This editorial, published in February 2003, might seem odd to the unacquainted for its unequivocal support of the tunnel project. But the language of the arguments doesn’t make sense to anyone unaware that there was supposed to be a tunnel there at some time in the past. This raises an interesting counterpoint to the Allston Development Group’s justification for Harvard’s expansion into Allston.
An article on the tunnel controversy in The Crimson, written more than a year before the tunnel’s eventual failure, states: “The center formerly known as Knafel came under fire again last night—this time for a tunnel crucial to its current design.”
Certainly, no one today would say that the tunnel is “crucial” to its current design.
In fact, if one did not know that there was supposed to be a tunnel there, then one could not even fathom making such a statement. We use CGIS and it works. None of the currently perceived drawbacks of the building–windowless lecture halls, the perfusion of granite, boring white drywall—are in any way related to the tunnel controversy. Yet the controversy was echoed in Allston, along the same lines and in the same language as the CGIS controversy. We begin to see how this notion of “crucial” gets emptied of its meaning when we consider the projects that the University considered “crucial” in the past.
The idea that a new Science Center is not crucial to the development of the university might seem impossible to the Allston Development Group. It would not be difficult to imagine similar discussions happening around every plan that the University has made.
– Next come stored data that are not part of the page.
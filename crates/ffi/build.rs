use std::env;
use std::path::PathBuf;

fn main() {
    let crate_dir = env::var("CARGO_MANIFEST_DIR").unwrap();
    let output_file = PathBuf::from(&crate_dir)
        .join("../../AeroEvapFFI.h")
        .display()
        .to_string();

    // Generate C bindings using cbindgen
    cbindgen::Builder::new()
        .with_crate(crate_dir)
        .with_language(cbindgen::Language::C)
        .with_include_guard("AEROEVAP_FFI_H")
        .with_documentation(true)
        .with_pragma_once(false)
        .generate()
        .expect("Unable to generate C bindings")
        .write_to_file(output_file);

    println!("cargo:rerun-if-changed=src/lib.rs");
    println!("cargo:rerun-if-changed=src/error.rs");
    println!("cargo:rerun-if-changed=src/solve.rs");
}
This is not a question of Harvard’s standards; rather, it is about the construction of a certain kind of idea: that of absolutely necessity. If or when the new science complex is completed, those who use its spaces will not see it the way the developers do now. If it is not built, or is built according to a significantly reduced plan, new faculty who come to Harvard will not feel that they are perpetually slighted due to Harvard’s failure to fulfill its original development plan because the details of the original plan will become irrelevant.